On their new single, “Stay,” the band creates a sound that feels drenched in the classic indie rock years of the early ’90s but still manages to sound timely and timeless. The guitars are thick and sticky and are filled with ragged distortion and a fuzzed-out attitude. Buried beneath all the hiss and grit, though, is a churning melody that sticks to your brain and anchors the track while also lifting high into the upper atmosphere. It’s catchy and hits you like a fist to the chest. It’s rare that a band understands this contrast between loudness and melody so well, but Câlisse make this awareness seem nothing more than the next logical step. If “Stay” is any indication of what we’re to expect from “Farewell Black Sheep,” then April can’t get here soon enough.


Stranded Horse, “Monde”
The music of Stranded Horse (AKA French artist Yann Tambour) is rooted in the sounds of different geographies. Toward the end of 2012, Tambour completed a residency in Senegal, where he studied at Dakar’s French Institute. While there, he met and played with various musicians and began his own tenure with the kora, a West African stringed instrument. This lute-bridge-harp would come to be the focal point of his compositions, along with a certain folk-y aesthetic that resulted in a 7-inch artifact from his time in Senegal. With a rotating cast of musicians, he has expanded the sound of Stranded Horse since his earliest work, creating a fleshed-out sound that bridges genres and distances in equal measure.

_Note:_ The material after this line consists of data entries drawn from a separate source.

use std::collections::BTreeSet;
use std::error::Error;
use std::fmt::{Display, Formatter};
use std::sync::Arc;
use thiserror::Error;

/// Type-erased error returned by user-supplied constructors, factory methods and hooks.
pub type ErrorPtr = Arc<dyn Error + Send + Sync>;

/// Strategy used to build an element instance, reported in assembly errors.
#[derive(Clone, Copy, Eq, PartialEq, Hash, Debug)]
pub enum AssemblyStrategy {
    Constructor,
    FactoryMethod,
}

impl Display for AssemblyStrategy {
    fn fmt(&self, f: &mut Formatter<'_>) -> std::fmt::Result {
        match self {
            AssemblyStrategy::Constructor => write!(f, "constructor"),
            AssemblyStrategy::FactoryMethod => write!(f, "factory method"),
        }
    }
}

/// Errors related to creating and managing element instances.
#[derive(Error, Clone, Debug)]
pub enum ElementInstanceProviderError {
    #[error("Circular dependency detected between elements: {0:?}")]
    DependencyCycle(BTreeSet<String>),
    #[error("Cannot find any element of type {required} required by {owner}")]
    UnresolvedDependency { required: String, owner: String },
    #[error("Found multiple candidates of type {required} without disambiguation: {candidates:?}")]
    AmbiguousType {
        required: String,
        candidates: Vec<String>,
    },
    #[error("Cannot find named element: {0}")]
    NoNamedInstance(String),
    #[error("Element '{name}' is not assignable to type {required}")]
    IncompatibleElement { name: String, required: String },
    #[error("Cannot assemble element '{name}' of type {produced_type} using {strategy}: {source}")]
    Assembly {
        name: String,
        produced_type: String,
        strategy: AssemblyStrategy,
        #[source]
        source: Box<ElementInstanceProviderError>,
    },
    #[error("Cannot resolve {dependency} of {owner}: {source}")]
    Dependency {
        owner: String,
        dependency: String,
        #[source]
        source: Box<ElementInstanceProviderError>,
    },
    #[error("Invalid definition of '{member}' in element '{name}': {reason}")]
    Definition {
        name: String,
        member: String,
        reason: String,
    },
    #[error("Expected argument of {expected}, but got {actual}")]
    ArgumentMismatch { expected: String, actual: String },
    #[error("Error raised by element code: {0}")]
    ConstructorError(#[from] ErrorPtr),
}

impl ElementInstanceProviderError {
    /// Returns the innermost error, skipping [Assembly](Self::Assembly) and
    /// [Dependency](Self::Dependency) context wrappers.
    pub fn root_cause(&self) -> &ElementInstanceProviderError {
        let mut current = self;
        loop {
            match current {
                ElementInstanceProviderError::Assembly { source, .. }
                | ElementInstanceProviderError::Dependency { source, .. } => current = source,
                _ => return current,
            }
        }
    }
}

/// Error related to element registries.
#[derive(Error, Clone, Ord, PartialOrd, Eq, PartialEq, Hash, Debug)]
pub enum ElementDefinitionRegistryError {
    #[error("Attempted to register a duplicated element with name: {0}")]
    DuplicateElementName(String),
}
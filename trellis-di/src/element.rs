//! The basic block of dependency injection is an element - an injectable object, which itself can
//! depend on other elements. Every element is described by an immutable [ElementDescriptor],
//! which is assembled from two parts handed over by whatever discovers elements:
//!
//! * [ElementSeed] - raw metadata: name, [Scope], priority, primary marker and activation
//! constraints
//! * [ElementSource] - how to build the element: produced type, alias types, construction
//! parameters and either a constructor or a factory method on a parent element, plus injected
//! fields and lifecycle hooks run after construction
//!
//! ```
//! use trellis_di::alias_cast;
//! use trellis_di::element::{ElementDescriptor, ElementSeed, ElementSource};
//! use trellis_di::instance_provider::ElementInstancePtr;
//! use trellis_di::scope::Scope;
//!
//! trait Repository {}
//!
//! struct MemoryRepository;
//!
//! impl Repository for MemoryRepository {}
//!
//! struct Service {
//!     repository: ElementInstancePtr<dyn Repository + Send + Sync>,
//! }
//!
//! let repository = ElementDescriptor::new(
//!     ElementSeed::new("memory_repository"),
//!     ElementSource::constructor(|_| Ok(MemoryRepository))
//!         .with_alias::<dyn Repository + Send + Sync>(
//!             alias_cast!(MemoryRepository => dyn Repository + Send + Sync),
//!         ),
//! );
//!
//! let service = ElementDescriptor::new(
//!     ElementSeed::new("service").with_scope(Scope::Prototype),
//!     ElementSource::constructor(|arguments| {
//!         Ok(Service {
//!             repository: arguments.take()?,
//!         })
//!     })
//!     .with_parameter::<ElementInstancePtr<dyn Repository + Send + Sync>>(),
//! );
//! ```

use crate::dependency::{Arguments, DependencyDefinition, Injected, ResolvedDependency};
use crate::error::{AssemblyStrategy, ElementInstanceProviderError, ErrorPtr};
use crate::instance_provider::{
    cast_concrete, CastFunction, ElementInstanceAnyPtr, ElementInstancePtr, InjectedInstance,
};
use crate::scope::Scope;
use crate::type_descriptor::TypeDescriptor;
use derivative::Derivative;
use fxhash::FxHashSet;
use std::any::type_name;
use std::sync::Arc;

pub type ConstructorFunction = Arc<
    dyn Fn(&mut Arguments) -> Result<ElementInstanceAnyPtr, ElementInstanceProviderError>
        + Send
        + Sync,
>;

pub type FactoryMethodFunction = Arc<
    dyn Fn(
            InjectedInstance,
            &mut Arguments,
        ) -> Result<ElementInstanceAnyPtr, ElementInstanceProviderError>
        + Send
        + Sync,
>;

pub type FieldSetter = Arc<
    dyn Fn(&ElementInstanceAnyPtr, ResolvedDependency) -> Result<(), ElementInstanceProviderError>
        + Send
        + Sync,
>;

pub type HookFunction =
    Arc<dyn Fn(&ElementInstanceAnyPtr) -> Result<(), ElementInstanceProviderError> + Send + Sync>;

fn downcast_target<C: 'static>(
    instance: &ElementInstanceAnyPtr,
) -> Result<&C, ElementInstanceProviderError> {
    instance
        .downcast_ref::<C>()
        .ok_or_else(|| ElementInstanceProviderError::ArgumentMismatch {
            expected: type_name::<C>().to_string(),
            actual: "instance of another type".to_string(),
        })
}

/// Profiles which need to be active or inactive for an element to be registered.
#[derive(Clone, Default, Debug)]
pub struct ActivationConstraints {
    pub required_profiles: FxHashSet<String>,
    pub forbidden_profiles: FxHashSet<String>,
}

impl ActivationConstraints {
    #[inline]
    pub fn is_empty(&self) -> bool {
        self.required_profiles.is_empty() && self.forbidden_profiles.is_empty()
    }
}

/// Structural modifiers of an injected field or a lifecycle hook, as reported by element
/// discovery.
#[derive(Clone, Copy, Default, Eq, PartialEq, Hash, Debug)]
pub struct Modifiers {
    pub is_static: bool,
    pub is_abstract: bool,
}

/// Raw element metadata.
#[derive(Clone, Debug)]
pub struct ElementSeed {
    /// Unique name of the element in a registry.
    pub name: String,
    pub scope: Scope,
    /// Higher priority elements come first in collections. Default is 0.
    pub priority: i8,
    /// With multiple elements assignable to a requested type, the one marked as primary is
    /// selected when requesting a single instance.
    pub primary: bool,
    pub activation: ActivationConstraints,
}

impl ElementSeed {
    pub fn new<T: ToString>(name: T) -> Self {
        Self {
            name: name.to_string(),
            scope: Scope::default(),
            priority: 0,
            primary: false,
            activation: ActivationConstraints::default(),
        }
    }

    pub fn with_scope(mut self, scope: Scope) -> Self {
        self.scope = scope;
        self
    }

    pub fn with_priority(mut self, priority: i8) -> Self {
        self.priority = priority;
        self
    }

    pub fn primary(mut self) -> Self {
        self.primary = true;
        self
    }

    pub fn with_required_profile<T: ToString>(mut self, profile: T) -> Self {
        self.activation.required_profiles.insert(profile.to_string());
        self
    }

    pub fn with_forbidden_profile<T: ToString>(mut self, profile: T) -> Self {
        self.activation
            .forbidden_profiles
            .insert(profile.to_string());
        self
    }
}

/// How an element instance is built.
#[derive(Clone, Derivative)]
#[derivative(Debug)]
pub enum ConstructionSource {
    /// Build the produced type directly from resolved parameters.
    Constructor(#[derivative(Debug = "ignore")] ConstructorFunction),
    /// Invoke a method on a parent element instance with resolved parameters.
    FactoryMethod {
        method_name: String,
        parent: DependencyDefinition,
        #[derivative(Debug = "ignore")]
        method: FactoryMethodFunction,
    },
}

impl ConstructionSource {
    #[inline]
    pub fn strategy(&self) -> AssemblyStrategy {
        match self {
            ConstructionSource::Constructor(_) => AssemblyStrategy::Constructor,
            ConstructionSource::FactoryMethod { .. } => AssemblyStrategy::FactoryMethod,
        }
    }
}

/// Additional type an element can be injected as, usually a `dyn Trait`.
#[derive(Clone, Derivative)]
#[derivative(Debug)]
pub struct AliasDefinition {
    pub alias_type: TypeDescriptor,
    #[derivative(Debug = "ignore")]
    pub cast: CastFunction,
}

/// A field set on an instance after construction.
#[derive(Clone, Derivative)]
#[derivative(Debug)]
pub struct FieldDescriptor {
    pub name: String,
    pub definition: DependencyDefinition,
    pub modifiers: Modifiers,
    #[derivative(Debug = "ignore")]
    setter: FieldSetter,
}

impl FieldDescriptor {
    /// Creates an injected field of an element of type `C`. The dependency is described by the
    /// injected type `V`, and `setter` is expected to store it, typically in a
    /// `once_cell::sync::OnceCell`.
    pub fn new<C, V, F>(name: &str, setter: F) -> Self
    where
        C: Send + Sync + 'static,
        V: Injected,
        F: Fn(&C, V) -> Result<(), ElementInstanceProviderError> + Send + Sync + 'static,
    {
        Self {
            name: name.to_string(),
            definition: V::definition().owned_by(format!("field '{name}'")),
            modifiers: Modifiers::default(),
            setter: Arc::new(
                move |instance: &ElementInstanceAnyPtr, resolved: ResolvedDependency| {
                    setter(downcast_target::<C>(instance)?, V::from_resolved(resolved)?)
                },
            ),
        }
    }

    /// Injects an element with the given name, instead of looking it up by type.
    pub fn named<T: ToString>(mut self, name: T) -> Self {
        self.definition = self.definition.named(name);
        self
    }

    pub fn with_modifiers(mut self, modifiers: Modifiers) -> Self {
        self.modifiers = modifiers;
        self
    }

    #[inline]
    pub fn inject(
        &self,
        instance: &ElementInstanceAnyPtr,
        resolved: ResolvedDependency,
    ) -> Result<(), ElementInstanceProviderError> {
        (self.setter)(instance, resolved)
    }
}

/// A method invoked on a newly created instance, after field injection.
#[derive(Clone, Derivative)]
#[derivative(Debug)]
pub struct LifecycleHook {
    pub name: String,
    /// Number of parameters declared by the hook. Only parameterless hooks can be invoked.
    pub parameter_count: usize,
    pub modifiers: Modifiers,
    #[derivative(Debug = "ignore")]
    invoke: HookFunction,
}

impl LifecycleHook {
    pub fn new<C, F>(name: &str, hook: F) -> Self
    where
        C: Send + Sync + 'static,
        F: Fn(&C) -> Result<(), ErrorPtr> + Send + Sync + 'static,
    {
        Self {
            name: name.to_string(),
            parameter_count: 0,
            modifiers: Modifiers::default(),
            invoke: Arc::new(move |instance: &ElementInstanceAnyPtr| {
                hook(downcast_target::<C>(instance)?)
                    .map_err(ElementInstanceProviderError::ConstructorError)
            }),
        }
    }

    pub fn with_parameter_count(mut self, parameter_count: usize) -> Self {
        self.parameter_count = parameter_count;
        self
    }

    pub fn with_modifiers(mut self, modifiers: Modifiers) -> Self {
        self.modifiers = modifiers;
        self
    }

    #[inline]
    pub fn invoke(
        &self,
        instance: &ElementInstanceAnyPtr,
    ) -> Result<(), ElementInstanceProviderError> {
        (self.invoke)(instance)
    }
}

/// Describes how to build an element.
#[derive(Clone, Debug)]
pub struct ElementSource {
    pub produced_type: TypeDescriptor,
    pub construction: ConstructionSource,
    pub parameters: Vec<DependencyDefinition>,
    /// Types the element can be injected as. Always starts with the produced type.
    pub aliases: Vec<AliasDefinition>,
    pub fields: Vec<FieldDescriptor>,
    pub hooks: Vec<LifecycleHook>,
}

impl ElementSource {
    /// Builds elements of type `T` by calling `constructor` with resolved parameters.
    pub fn constructor<T, F>(constructor: F) -> Self
    where
        T: Send + Sync + 'static,
        F: Fn(&mut Arguments) -> Result<T, ElementInstanceProviderError> + Send + Sync + 'static,
    {
        Self::new::<T>(ConstructionSource::Constructor(Arc::new(
            move |arguments: &mut Arguments| {
                constructor(arguments)
                    .map(|instance| ElementInstancePtr::new(instance) as ElementInstanceAnyPtr)
            },
        )))
    }

    /// Builds elements of type `T` by calling `method` on the primary instance of the parent type
    /// `P` with resolved parameters.
    pub fn factory_method<P, T, F>(method_name: &str, method: F) -> Self
    where
        P: ?Sized + 'static,
        T: Send + Sync + 'static,
        F: Fn(ElementInstancePtr<P>, &mut Arguments) -> Result<T, ElementInstanceProviderError>
            + Send
            + Sync
            + 'static,
    {
        Self::new::<T>(ConstructionSource::FactoryMethod {
            method_name: method_name.to_string(),
            parent: DependencyDefinition::of::<ElementInstancePtr<P>>()
                .owned_by(format!("factory method '{method_name}'")),
            method: Arc::new(move |parent: InjectedInstance, arguments: &mut Arguments| {
                let parent = parent.into_typed::<P>()?;
                method(parent, arguments)
                    .map(|instance| ElementInstancePtr::new(instance) as ElementInstanceAnyPtr)
            }),
        })
    }

    fn new<T: Send + Sync + 'static>(construction: ConstructionSource) -> Self {
        let produced_type = TypeDescriptor::of::<T>();
        Self {
            produced_type,
            construction,
            parameters: vec![],
            aliases: vec![AliasDefinition {
                alias_type: produced_type,
                cast: cast_concrete::<T>,
            }],
            fields: vec![],
            hooks: vec![],
        }
    }

    /// Uses the parent element with given name for a factory method, instead of the primary one.
    /// Has no effect for constructors.
    pub fn with_parent_name<T: ToString>(mut self, name: T) -> Self {
        if let ConstructionSource::FactoryMethod { parent, .. } = &mut self.construction {
            *parent = parent.clone().named(name);
        }

        self
    }

    /// Adds a construction parameter described by the injected type `V`.
    pub fn with_parameter<V: Injected>(self) -> Self {
        self.with_dependency(V::definition())
    }

    /// Adds a construction parameter described by the injected type `V`, resolved by element
    /// name.
    pub fn with_named_parameter<V: Injected, N: ToString>(self, name: N) -> Self {
        self.with_dependency(V::definition().named(name))
    }

    /// Adds a construction parameter with an explicit definition.
    pub fn with_dependency(mut self, definition: DependencyDefinition) -> Self {
        let definition = if definition.owner_description.is_empty() {
            let owner = format!("parameter #{}", self.parameters.len());
            definition.owned_by(owner)
        } else {
            definition
        };

        self.parameters.push(definition);
        self
    }

    /// Makes the element injectable as `A`. The cast is usually created with
    /// [alias_cast](crate::alias_cast).
    pub fn with_alias<A: ?Sized + 'static>(mut self, cast: CastFunction) -> Self {
        self.aliases.push(AliasDefinition {
            alias_type: TypeDescriptor::of::<A>(),
            cast,
        });
        self
    }

    pub fn with_field(mut self, field: FieldDescriptor) -> Self {
        self.fields.push(field);
        self
    }

    pub fn with_hook(mut self, hook: LifecycleHook) -> Self {
        self.hooks.push(hook);
        self
    }
}

/// Immutable description of a single element registered in a registry.
#[derive(Clone, Debug)]
pub struct ElementDescriptor {
    pub name: String,
    pub produced_type: TypeDescriptor,
    pub scope: Scope,
    pub priority: i8,
    pub primary: bool,
    pub activation: ActivationConstraints,
    pub construction: ConstructionSource,
    pub parameters: Vec<DependencyDefinition>,
    pub aliases: Vec<AliasDefinition>,
    pub fields: Vec<FieldDescriptor>,
    pub hooks: Vec<LifecycleHook>,
}

impl ElementDescriptor {
    pub fn new(seed: ElementSeed, source: ElementSource) -> Self {
        Self {
            name: seed.name,
            produced_type: source.produced_type,
            scope: seed.scope,
            priority: seed.priority,
            primary: seed.primary,
            activation: seed.activation,
            construction: source.construction,
            parameters: source.parameters,
            aliases: source.aliases,
            fields: source.fields,
            hooks: source.hooks,
        }
    }

    /// Checks if instances of this element can be injected as `required`.
    #[inline]
    pub fn is_assignable_to(&self, required: TypeDescriptor) -> bool {
        self.cast_for(required).is_some()
    }

    /// Returns the cast function for `required`, if this element is assignable to it.
    pub fn cast_for(&self, required: TypeDescriptor) -> Option<CastFunction> {
        self.aliases
            .iter()
            .find(|alias| alias.alias_type == required)
            .map(|alias| alias.cast)
    }

    #[inline]
    pub fn strategy(&self) -> AssemblyStrategy {
        self.construction.strategy()
    }
}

On his latest single, “Monde”-taken from the band’s upcoming album, “Luxe”-Tambour and guest vocalist Elise Decazes (of Arlt) create a song full of subtle brilliance and simple warmth. There’s nothing complicated here, just the airy sounds of an acoustic guitar and voices intertwining. There’a sense of immense space here, as though the song was far larger than its subdued façadewould lead you to believe. Through just the barest of elements, Tambour and Decazes molded this bare aesthetic into something wonderfully inclusive and full of grace. There’s a beauty in simple things, and “Monde” is as simple and beautiful as they come.

My Golden Calf, “Either”
Austin-based group My Golden Calf was created through dissolution-to be exact, it came about when singer-guitarist Dabney Dwelle’s previous band Quien ‘es Boom fell apart, and he began looking for a slightly different rhythmic approach to his own creative instincts. The first thing he did was to set down his guitar and take his place behind an old Wurlitzer, where he started composing a set of new songs. Bringing on drummer Tim O’Neill, bassist Jonathan Skaggs and keyboardist John Hale, the band’s lineup was solidified, and they began in earnest to write new songs in 2014. They entered the studio last year and recorded the ten tracks that would form the basis of their upcoming debut album, “Perfume Brute,” which is set to come out on Feb. 26.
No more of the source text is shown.